### DATA TO EXAMINE:
----------

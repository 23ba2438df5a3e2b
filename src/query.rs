use std::{future::Future, sync::Arc};

use log::{trace, warn};

use crate::{
    api::Backend,
    cache::{Cached, ListParams, QueryCache, QueryKey},
    entity::{CommentPage, Post, PostId, PostPage, Tag, User, UserId},
    error::Result,
};

/// Reads through the [`QueryCache`], fetching a key only when it is missing
/// or stale and its required parameters are present.
///
/// A failed fetch is logged and reported as absent data.
#[derive(Debug)]
pub struct Queries<B> {
    backend: Arc<B>,
    cache: Arc<QueryCache>,
}

impl<B> Clone for Queries<B> {
    fn clone(&self) -> Self {
        Self {
            backend: self.backend.clone(),
            cache: self.cache.clone(),
        }
    }
}

impl<B: Backend> Queries<B> {
    pub fn new(backend: Arc<B>, cache: Arc<QueryCache>) -> Self {
        Self { backend, cache }
    }

    pub fn cache(&self) -> &QueryCache {
        &self.cache
    }

    async fn fetch<T, F, Fut>(&self, key: QueryKey, fetch: F) -> Option<T>
    where
        T: Cached + Clone,
        F: FnOnce() -> Fut,
        Fut: Future<Output = Result<T>>,
    {
        if self.cache.is_fresh(&key) {
            trace!("Cache hit {}", key);
            return self.cache.get(&key);
        }

        let ticket = self.cache.begin_fetch(&key);
        match fetch().await {
            Ok(value) => {
                if self.cache.finish_fetch(key.clone(), ticket, value.clone()) {
                    Some(value)
                } else {
                    self.cache.get(&key).or(Some(value))
                }
            }
            Err(e) => {
                warn!("Failed to load {}: {}", key, e);
                None
            }
        }
    }

    pub async fn post_list(&self, params: &ListParams) -> Option<PostPage> {
        let key = QueryKey::PostList(params.clone());
        self.fetch(key, || self.backend.list_posts(params)).await
    }

    /// Skipped entirely while no tag is selected.
    pub async fn posts_by_tag(&self, params: &ListParams, tag: Option<&str>) -> Option<PostPage> {
        let tag = tag.filter(|tag| !tag.is_empty())?;
        let key = QueryKey::PostsByTag(params.clone(), tag.to_string());
        self.fetch(key, || self.backend.posts_by_tag(params, tag))
            .await
    }

    /// Skipped entirely while the search text is empty.
    pub async fn search_posts(&self, params: &ListParams, query: Option<&str>) -> Option<PostPage> {
        let query = query.filter(|query| !query.is_empty())?;
        let key = QueryKey::PostSearch(params.clone(), query.to_string());
        self.fetch(key, || self.backend.search_posts(params, query))
            .await
    }

    pub async fn post(&self, id: Option<PostId>) -> Option<Post> {
        let id = id?;
        self.fetch(QueryKey::PostDetail(id), || self.backend.get_post(id))
            .await
    }

    pub async fn users(&self) -> Option<Vec<User>> {
        self.fetch(QueryKey::Users, || self.backend.list_users())
            .await
    }

    pub async fn user(&self, id: Option<UserId>) -> Option<User> {
        let id = id?;
        self.fetch(QueryKey::User(id), || self.backend.get_user(id))
            .await
    }

    pub async fn tags(&self) -> Option<Vec<Tag>> {
        self.fetch(QueryKey::Tags, || self.backend.list_tags()).await
    }

    pub async fn comments(&self, post_id: Option<PostId>) -> Option<CommentPage> {
        let post_id = post_id?;
        self.fetch(QueryKey::CommentsByPost(post_id), || {
            self.backend.comments_by_post(post_id)
        })
        .await
    }
}
use std::future::Future;

use crate::{
    api::Backend,
    entity::{Comment, CommentId, NewComment, NewPost, Post, PostId, PostUpdate, UserId},
    error::{Error, Result},
    mutation::Dispatcher,
};

/// Transient UI state of one dialog: whether it is shown, the form being
/// edited and whether a submission is running.
#[derive(Debug, Clone, Default, PartialEq, Eq)]
pub struct Dialog<F> {
    open: bool,
    fields: F,
    submitting: bool,
}

impl<F: Clone + Default> Dialog<F> {
    pub fn open(&mut self) {
        self.open = true;
    }
    pub fn open_with(&mut self, seed: F) {
        self.fields = seed;
        self.open = true;
    }
    /// Also clears a submission that was abandoned before it finished.
    pub fn close(&mut self) {
        self.open = false;
        self.submitting = false;
        self.fields = F::default();
    }
    pub fn is_open(&self) -> bool {
        self.open
    }
    pub fn is_submitting(&self) -> bool {
        self.submitting
    }
    /// The submit control is disabled while closed or submitting.
    pub fn can_submit(&self) -> bool {
        self.open && !self.submitting
    }
    pub fn fields(&self) -> &F {
        &self.fields
    }
    pub fn fields_mut(&mut self) -> &mut F {
        &mut self.fields
    }

    /// Run `submit` with the current fields; close and clear on success, keep
    /// everything on failure so the user can retry.
    async fn run<T, Fut>(&mut self, submit: impl FnOnce(F) -> Fut) -> Result<T>
    where
        Fut: Future<Output = Result<T>>,
    {
        if !self.can_submit() {
            return Err(Error::Validation("dialog is not ready to submit".into()));
        }
        self.submitting = true;
        let result = submit(self.fields.clone()).await;
        self.submitting = false;
        if result.is_ok() {
            self.close();
        }
        result
    }
}

pub type AddPostDialog = Dialog<NewPost>;

impl Dialog<NewPost> {
    pub fn open_for(&mut self, author_id: UserId) {
        self.open_with(NewPost {
            author_id,
            ..Default::default()
        });
    }

    pub async fn submit<B: Backend>(&mut self, dispatcher: &Dispatcher<B>) -> Result<Post> {
        self.run(|post| dispatcher.add_post(post)).await
    }
}

#[derive(Debug, Clone, Default, PartialEq, Eq)]
pub struct EditPostForm {
    pub id: PostId,
    pub title: String,
    pub body: String,
    pub author_id: UserId,
}

impl From<&Post> for EditPostForm {
    fn from(post: &Post) -> Self {
        Self {
            id: post.id,
            title: post.title.clone(),
            body: post.body.clone(),
            author_id: post.author_id,
        }
    }
}

pub type EditPostDialog = Dialog<EditPostForm>;

impl Dialog<EditPostForm> {
    pub async fn submit<B: Backend>(&mut self, dispatcher: &Dispatcher<B>) -> Result<Post> {
        self.run(|form| {
            let update = PostUpdate {
                title: form.title,
                body: form.body,
                author_id: form.author_id,
            };
            dispatcher.update_post(form.id, update)
        })
        .await
    }
}

pub type AddCommentDialog = Dialog<NewComment>;

impl Dialog<NewComment> {
    pub fn open_for(&mut self, post_id: PostId, author_id: UserId) {
        self.open_with(NewComment {
            body: String::new(),
            post_id,
            author_id,
        });
    }

    pub async fn submit<B: Backend>(&mut self, dispatcher: &Dispatcher<B>) -> Result<Comment> {
        self.run(|comment| dispatcher.add_comment(comment)).await
    }
}

#[derive(Debug, Clone, Default, PartialEq, Eq)]
pub struct EditCommentForm {
    pub post_id: PostId,
    pub id: CommentId,
    pub body: String,
}

impl From<&Comment> for EditCommentForm {
    fn from(comment: &Comment) -> Self {
        Self {
            post_id: comment.post_id,
            id: comment.id,
            body: comment.body.clone(),
        }
    }
}

pub type EditCommentDialog = Dialog<EditCommentForm>;

impl Dialog<EditCommentForm> {
    pub async fn submit<B: Backend>(&mut self, dispatcher: &Dispatcher<B>) -> Result<Comment> {
        self.run(|form| dispatcher.update_comment(form.post_id, form.id, form.body))
            .await
    }
}
use log::{debug, log_enabled, trace};
use reqwest::{Method, StatusCode};
use serde::de::DeserializeOwned;
use serde_json::{json, Value};
use url::Url;

use crate::{
    cache::ListParams,
    config::Config,
    entity::{
        Comment, CommentId, CommentPage, NewComment, NewPost, Post, PostId, PostPage, PostUpdate,
        Tag, User, UserId, UserList,
    },
    error::{Error, Result},
};

use super::{ApiClient, Backend};

/// [`Backend`] over the dummyjson-style REST API.
#[derive(Debug, Clone)]
pub struct RestClient {
    inner: ApiClient,
    base: Url,
}

impl RestClient {
    pub fn new(config: &Config) -> Result<Self> {
        let base = Url::parse(config.base_url())?;
        Ok(Self::with_base(base, config.limit(), config.retries()))
    }

    pub fn with_base(mut base: Url, limit: usize, retries: u32) -> Self {
        if !base.path().ends_with('/') {
            let path = format!("{}/", base.path());
            base.set_path(&path);
        }
        Self {
            inner: ApiClient::new(limit, retries),
            base,
        }
    }

    pub fn base(&self) -> &Url {
        &self.base
    }

    fn endpoint(&self, path: &str) -> Result<Url> {
        Ok(self.base.join(path)?)
    }

    fn list_endpoint(&self, path: &str, params: &ListParams, extra: &[(&str, &str)]) -> Result<Url> {
        let mut url = self.endpoint(path)?;
        {
            let mut query = url.query_pairs_mut();
            for (key, value) in extra {
                query.append_pair(key, value);
            }
            query
                .append_pair("limit", &params.limit.to_string())
                .append_pair("skip", &params.skip.to_string());
            if let Some(sort_by) = &params.sort_by {
                query
                    .append_pair("sortBy", sort_by)
                    .append_pair("order", params.order.as_str());
            }
        }
        Ok(url)
    }

    async fn send<T: DeserializeOwned>(&self, method: Method, url: Url, body: Option<Value>) -> Result<T> {
        let (client, _permit) = self.inner.client().await;
        debug!("{} {}", method, url);

        let mut request = client.request(method, url.clone());
        if let Some(body) = body {
            request = request.json(&body);
        }
        let response = request.send().await?;

        let status = response.status();
        if status == StatusCode::NOT_FOUND {
            return Err(Error::NotFound(url.to_string()));
        }
        if !status.is_success() {
            return Err(Error::Status {
                status,
                url: url.to_string(),
            });
        }

        let response = response.text().await?;
        if log_enabled!(log::Level::Trace) {
            if let Ok(value) = serde_json::from_str::<Value>(&response) {
                trace!("{}", serde_json::to_string_pretty(&value)?);
            }
        }

        Ok(serde_json::from_str(&response)?)
    }

    async fn get<T: DeserializeOwned>(&self, url: Url) -> Result<T> {
        self.send(Method::GET, url, None).await
    }
}

impl Backend for RestClient {
    async fn list_posts(&self, params: &ListParams) -> Result<PostPage> {
        let url = self.list_endpoint("posts", params, &[])?;
        self.get(url).await
    }

    async fn posts_by_tag(&self, params: &ListParams, tag: &str) -> Result<PostPage> {
        let path = format!("posts/tag/{}", urlencoding::encode(tag));
        let url = self.list_endpoint(&path, params, &[])?;
        self.get(url).await
    }

    async fn search_posts(&self, params: &ListParams, query: &str) -> Result<PostPage> {
        let url = self.list_endpoint("posts/search", params, &[("q", query)])?;
        self.get(url).await
    }

    async fn get_post(&self, id: PostId) -> Result<Post> {
        let url = self.endpoint(&format!("posts/{}", id))?;
        self.get(url).await
    }

    async fn list_tags(&self) -> Result<Vec<Tag>> {
        let url = self.endpoint("posts/tags")?;
        self.get(url).await
    }

    async fn list_users(&self) -> Result<Vec<User>> {
        let mut url = self.endpoint("users")?;
        url.query_pairs_mut()
            .append_pair("limit", "0")
            .append_pair("select", "username,image,firstName,lastName");
        let list: UserList = self.get(url).await?;
        Ok(list.users)
    }

    async fn get_user(&self, id: UserId) -> Result<User> {
        let url = self.endpoint(&format!("users/{}", id))?;
        self.get(url).await
    }

    async fn comments_by_post(&self, post_id: PostId) -> Result<CommentPage> {
        let url = self.endpoint(&format!("comments/post/{}", post_id))?;
        self.get(url).await
    }

    async fn add_post(&self, post: &NewPost) -> Result<Post> {
        let url = self.endpoint("posts/add")?;
        self.send(Method::POST, url, Some(serde_json::to_value(post)?))
            .await
    }

    async fn update_post(&self, id: PostId, update: &PostUpdate) -> Result<Post> {
        let url = self.endpoint(&format!("posts/{}", id))?;
        self.send(Method::PUT, url, Some(serde_json::to_value(update)?))
            .await
    }

    async fn delete_post(&self, id: PostId) -> Result<Post> {
        let url = self.endpoint(&format!("posts/{}", id))?;
        self.send(Method::DELETE, url, None).await
    }

    async fn add_comment(&self, comment: &NewComment) -> Result<Comment> {
        let url = self.endpoint("comments/add")?;
        self.send(Method::POST, url, Some(serde_json::to_value(comment)?))
            .await
    }

    async fn update_comment(&self, id: CommentId, body: &str) -> Result<Comment> {
        let url = self.endpoint(&format!("comments/{}", id))?;
        self.send(Method::PUT, url, Some(json!({ "body": body })))
            .await
    }

    async fn delete_comment(&self, id: CommentId) -> Result<Comment> {
        let url = self.endpoint(&format!("comments/{}", id))?;
        self.send(Method::DELETE, url, None).await
    }

    async fn like_comment(&self, id: CommentId, likes: u32) -> Result<Comment> {
        let url = self.endpoint(&format!("comments/{}", id))?;
        self.send(Method::PATCH, url, Some(json!({ "likes": likes })))
            .await
    }
}

#[cfg(test)]
mod tests {
    use super::*;
    use crate::location::SortOrder;

    fn client(base: &str) -> RestClient {
        RestClient::with_base(Url::parse(base).unwrap(), 1, 0)
    }

    fn params(sort_by: Option<&str>) -> ListParams {
        ListParams {
            limit: 10,
            skip: 20,
            sort_by: sort_by.map(str::to_string),
            order: SortOrder::Desc,
        }
    }

    #[test]
    fn base_path_is_kept() {
        let client = client("http://localhost:8080/api");
        assert_eq!(
            client.endpoint("posts/3").unwrap().as_str(),
            "http://localhost:8080/api/posts/3"
        );
    }

    #[test]
    fn list_without_sort_omits_order() {
        let client = client("https://dummyjson.com");
        let url = client.list_endpoint("posts", &params(None), &[]).unwrap();
        assert_eq!(url.as_str(), "https://dummyjson.com/posts?limit=10&skip=20");
    }

    #[test]
    fn search_puts_query_first() {
        let client = client("https://dummyjson.com");
        let url = client
            .list_endpoint("posts/search", &params(Some("title")), &[("q", "his mother")])
            .unwrap();
        assert_eq!(
            url.as_str(),
            "https://dummyjson.com/posts/search?q=his+mother&limit=10&skip=20&sortBy=title&order=desc"
        );
    }

    #[test]
    fn tag_segment_is_encoded() {
        let client = client("https://dummyjson.com");
        let path = format!("posts/tag/{}", urlencoding::encode("sci fi"));
        let url = client.list_endpoint(&path, &params(None), &[]).unwrap();
        assert!(url.as_str().starts_with("https://dummyjson.com/posts/tag/sci%20fi?"));
    }
}
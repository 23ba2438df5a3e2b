use std::error::Error;

use log::info;
use posts_manager::{
    config::{Command, Config},
    display::{display_screen, display_tags},
    location::ViewMode,
    Backend, Location, PostsManager, RestClient,
};

#[tokio::main]
async fn main() -> Result<(), Box<dyn Error>> {
    let config = Config::parse();
    config.init_logger();
    info!("# Posts Manager #");
    info!("");

    let client = RestClient::new(&config)?;
    info!("Backend: {}", client.base());
    let location = Location::parse(config.location());
    let mut manager = PostsManager::new(client, location, config.current_user());

    // Load the page first so pagination and the open post are known.
    let screen = manager.refresh().await;
    match config.command() {
        Command::List => {}
        Command::Tags => display_tags(&screen.tags),
        command => run(&mut manager, command).await?,
    }

    let screen = manager.refresh().await;
    info!("Location: {}", manager.location());
    info!("");
    display_screen(&screen);
    Ok(())
}

async fn run<B: Backend>(manager: &mut PostsManager<B>, command: Command) -> Result<(), Box<dyn Error>> {
    match command {
        Command::List | Command::Tags => {}
        Command::Search { text } => manager.search(&text),
        Command::Tag { tag } => manager.select_tag(&tag),
        Command::Sort { by, order } => {
            if let Some(by) = by {
                manager.sort_by(&by);
            }
            if let Some(order) = order {
                manager.sort_order(order);
            }
        }
        Command::PageSize { limit } => manager.set_page_size(limit),
        Command::Next => {
            if !manager.next_page() {
                info!("Already on the last page");
            }
        }
        Command::Prev => {
            if !manager.prev_page() {
                info!("Already on the first page");
            }
        }
        Command::Show { id } => manager.open_post(id, ViewMode::Detail),
        Command::Edit { id, title, body } => {
            manager.open_post(id, ViewMode::Edit);
            manager.refresh().await;
            if !manager.edit_post.is_open() {
                return Err(format!("Post {} could not be loaded", id).into());
            }
            let form = manager.edit_post.fields_mut();
            if let Some(title) = title {
                form.title = title;
            }
            if let Some(body) = body {
                form.body = body;
            }
            let post = manager.submit_edit_post().await?;
            info!("Saved post {}: {}", post.id, post.title);
        }
        Command::Add { title, body, user_id } => {
            manager.open_add_post();
            let form = manager.add_post.fields_mut();
            form.title = title;
            form.body = body;
            if let Some(user_id) = user_id {
                form.author_id = user_id;
            }
            let post = manager.submit_add_post().await?;
            info!("Created post {}", post.id);
        }
        Command::Delete { id } => manager.delete_post(id).await?,
        Command::Comment { post, body } => {
            manager.open_post(post, ViewMode::Detail);
            manager.open_add_comment()?;
            manager.add_comment.fields_mut().body = body;
            manager.submit_add_comment().await?;
        }
        Command::EditComment { post, id, body } => {
            manager.open_post(post, ViewMode::Detail);
            let screen = manager.refresh().await;
            let comment = screen
                .selected
                .and_then(|selected| selected.comments)
                .and_then(|page| page.get(id).cloned())
                .ok_or_else(|| format!("Comment {} not found on post {}", id, post))?;
            manager.open_edit_comment(&comment);
            manager.edit_comment.fields_mut().body = body;
            manager.submit_edit_comment().await?;
        }
        Command::DeleteComment { post, id } => {
            manager.open_post(post, ViewMode::Detail);
            manager.delete_comment(id).await?;
        }
        Command::Like { post, id } => {
            manager.open_post(post, ViewMode::Detail);
            manager.refresh().await;
            let likes = manager.like_comment(id).await?;
            info!("Comment {} has {} likes", id, likes);
        }
        Command::User { id } => manager.view_profile(id),
    }
    Ok(())
}
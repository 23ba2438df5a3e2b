use serde::{Deserialize, Serialize};

use super::{PostId, UserId};

#[derive(Debug, Clone, PartialEq, Eq, Serialize, Deserialize)]
#[serde(rename_all = "camelCase")]
pub struct Post {
    pub id: PostId,
    pub title: String,
    #[serde(default)]
    pub body: String,
    #[serde(rename = "userId")]
    pub author_id: UserId,
    #[serde(default)]
    pub tags: Vec<String>,
    #[serde(default)]
    pub reactions: Reactions,
}

impl Post {
    pub fn has_tag(&self, tag: &str) -> bool {
        self.tags.iter().any(|t| t == tag)
    }
}

#[derive(Debug, Clone, Copy, Default, PartialEq, Eq, Serialize, Deserialize)]
pub struct Reactions {
    #[serde(default)]
    pub likes: u32,
    #[serde(default)]
    pub dislikes: u32,
}

/// One page of a post collection, as returned by every list endpoint.
#[derive(Debug, Clone, Default, PartialEq, Eq, Serialize, Deserialize)]
pub struct PostPage {
    pub posts: Vec<Post>,
    pub total: u32,
    #[serde(default)]
    pub skip: u32,
    #[serde(default)]
    pub limit: u32,
}

impl PostPage {
    pub fn contains(&self, id: PostId) -> bool {
        self.posts.iter().any(|p| p.id == id)
    }
}

#[derive(Debug, Clone, Default, PartialEq, Eq, Serialize)]
#[serde(rename_all = "camelCase")]
pub struct NewPost {
    pub title: String,
    pub body: String,
    #[serde(rename = "userId")]
    pub author_id: UserId,
}

/// Full replacement of the editable fields of a post.
#[derive(Debug, Clone, Default, PartialEq, Eq, Serialize)]
pub struct PostUpdate {
    pub title: String,
    pub body: String,
    #[serde(rename = "userId")]
    pub author_id: UserId,
}

impl From<&Post> for PostUpdate {
    fn from(post: &Post) -> Self {
        Self {
            title: post.title.clone(),
            body: post.body.clone(),
            author_id: post.author_id,
        }
    }
}

#[cfg(test)]
mod tests {
    use super::*;

    #[test]
    fn missing_reactions_default_to_zero() {
        let post: Post =
            serde_json::from_str(r#"{"id":1,"title":"t","body":"b","userId":3}"#).unwrap();
        assert_eq!(post.reactions, Reactions::default());
        assert!(post.tags.is_empty());
    }

    #[test]
    fn update_payload_uses_wire_names() {
        let update = PostUpdate {
            title: "t".into(),
            body: "b".into(),
            author_id: 4,
        };
        let json = serde_json::to_value(&update).unwrap();
        assert_eq!(json["userId"], 4);
    }
}
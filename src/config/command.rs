use clap::Subcommand;

use crate::{
    entity::{CommentId, PostId, UserId},
    location::SortOrder,
};

/// One action on the screen, run before it is rendered.
#[derive(Debug, Clone, PartialEq, Eq, Subcommand, Default)]
pub enum Command {
    /// Show the current page
    #[default]
    List,
    /// Search posts (an empty text clears the search)
    Search { text: String },
    /// Filter by tag slug, `all` clears the filter
    Tag { tag: String },
    /// Change sorting
    Sort {
        /// Field name, `none` clears it
        #[arg(long)]
        by: Option<String>,
        #[arg(long)]
        order: Option<SortOrder>,
    },
    /// Change the page size
    PageSize { limit: u32 },
    /// Go to the next page
    Next,
    /// Go to the previous page
    Prev,
    /// Open a post with its comments
    Show { id: PostId },
    /// Edit a post
    Edit {
        id: PostId,
        #[arg(long)]
        title: Option<String>,
        #[arg(long)]
        body: Option<String>,
    },
    /// Add a post
    Add {
        #[arg(long)]
        title: String,
        #[arg(long, default_value = "")]
        body: String,
        #[arg(long)]
        user_id: Option<UserId>,
    },
    /// Delete a post
    Delete { id: PostId },
    /// Comment on a post
    Comment { post: PostId, body: String },
    /// Edit a comment
    EditComment {
        post: PostId,
        id: CommentId,
        body: String,
    },
    /// Delete a comment
    DeleteComment { post: PostId, id: CommentId },
    /// Like a comment
    Like { post: PostId, id: CommentId },
    /// List every tag
    Tags,
    /// Show a user profile
    User { id: UserId },
}
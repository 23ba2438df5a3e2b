use reqwest::StatusCode;
use thiserror::Error;

#[derive(Error, Debug)]
pub enum Error {
    #[error("Request failed: {0}")]
    Transport(#[from] reqwest_middleware::Error),

    #[error("Unexpected status {status} from {url}")]
    Status { status: StatusCode, url: String },

    #[error("Not found: {0}")]
    NotFound(String),

    #[error("Invalid response body: {0}")]
    Decode(#[from] serde_json::Error),

    #[error("Invalid input: {0}")]
    Validation(String),

    #[error("Invalid url: {0}")]
    InvalidUrl(#[from] url::ParseError),
}

impl From<reqwest::Error> for Error {
    fn from(value: reqwest::Error) -> Self {
        Self::Transport(reqwest_middleware::Error::Reqwest(value))
    }
}

pub type Result<T, E = Error> = std::result::Result<T, E>;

----------

### ABOUT THIS TASK:
Exactly repeat the lines running from the top of the listing to the line bearing "pub fn cache(&self)", both of those lines included, and only them.

### RESULT:
repository 23ba2438df5a3e2b
filename src/query.rs
use std::{future::Future, sync::Arc};

use log::{trace, warn};

use crate::{
    api::Backend,
    cache::{Cached, ListParams, QueryCache, QueryKey},
    entity::{CommentPage, Post, PostId, PostPage, Tag, User, UserId},
    error::Result,
};

/// Reads through the [`QueryCache`], fetching a key only when it is missing
/// or stale and its required parameters are present.
///
/// A failed fetch is logged and reported as absent data.
#[derive(Debug)]
pub struct Queries<B> {
    backend: Arc<B>,
    cache: Arc<QueryCache>,
}

impl<B> Clone for Queries<B> {
    fn clone(&self) -> Self {
        Self {
            backend: self.backend.clone(),
            cache: self.cache.clone(),
        }
    }
}

impl<B: Backend> Queries<B> {
    pub fn new(backend: Arc<B>, cache: Arc<QueryCache>) -> Self {
        Self { backend, cache }
    }

    pub fn cache(&self) -> &QueryCache {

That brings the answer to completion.